Extract of Speech by Mr. Peter P. T. Cheung, JP, Secretary-General, University Grants Committee

at Government Evening Secondary School Course - (Queen Elizabeth School Centre)
and Prize-giving Ceremony for 1999-2000 on 24 November 2000

Education is about choice. You choose the system and the system chooses you. One of these days, you will face or be faced with those choices. Perhaps it will be of interest if we now peep into the future of Higher Education together and think about the implications of the changes, for Hong Kong in general and for you, or your children in due course, in particular. What I am going to lay out are not original. Mostly they represent trends identified, some even proven; or scenarios played out by experts in the education field. The timeframe is various but personally I will be very surprised if the majority of them do not happen within the next decade. Authoritative as these may sound, you must not take them as given. For in this world of rapid changes, changes on changes are not only possible but are to be expected.

Some pointers :

  1. The shelf life of knowledge is getting shorter, much shorter than the shelf life of the individual. 'Having studied' is no longer good. People cannot expect to be in one job or one line of business for very long. Employment might be mixed-mode, parallel or broken, and so might studying. 'Life learning accounts', which will include education in the traditional sense, skills and, much more importantly, exposure or life experiences, will take the place of 'qualifications', especially from the angle of 'end-users'.

  2. The monopoly of knowledge will be broken: globalisation of brand name universities, 'click' and 'brick' universities, the entrepreneurial ones, intrusion from the 'carriers'(e.g. communications/publication houses, the IT operators) and from the 'end users' (industry programmes), other new players ('remedial' community colleges, customised articulation services, etc)

  3. It will be multi-entry and multi-exit, spanning over a lifetime. A passport or an 'a la carte' approach possible.

  4. Learning dictates teaching. Market drives when funding follows the student.

  5. The competition for learning time. Anything less than visual will be too dull. Marketing campaigns, 'star' professors, 'hit' programmes and 'popular' universities. A service industry in its own right bordering on 'infotainment'?

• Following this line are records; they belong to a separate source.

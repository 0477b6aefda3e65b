//! Data models for Assetrack

pub mod asset;
pub mod assignment;
pub mod disposal;
pub mod enums;
pub mod maintenance;
pub mod user;

// Re-export commonly used types
pub use asset::{Asset, AssetDetails, AssetSummary};
pub use assignment::{Assignment, AssignmentDetails};
pub use disposal::{Disposal, DisposalDetails};
pub use enums::{AssetStatus, AssignmentStatus, DisposalMethod, MaintenanceStatus, MaintenanceType};
pub use maintenance::{Maintenance, MaintenanceDetails};
pub use user::{User, UserSummary};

  6. Proliferation of qualifications (and universities). What does a degree mean? Teaching time? Learning time? Contact time? Or just seat time? A qualification framework and a credit unit system possible. But who will do it and who will be responsible for quality (Global? Government-or-industry-sanctioned?)?

  7. The endangered species: mission and role of universities, academic freedom, institutional autonomy, the campus life, upstream research, the nexus between teaching and research, 'services', pure arts and sciences.

  8. What of social justice? Equal education opportunities the key to social mobility. Government intervention is required but public funding in any case is limited. The market is by nature shortsighted and socially 'unfair'.

The prognosis foregoing is a mixed bag of good news and genuine problems. Like it or not, however, there is no prospect of fighting back the wave.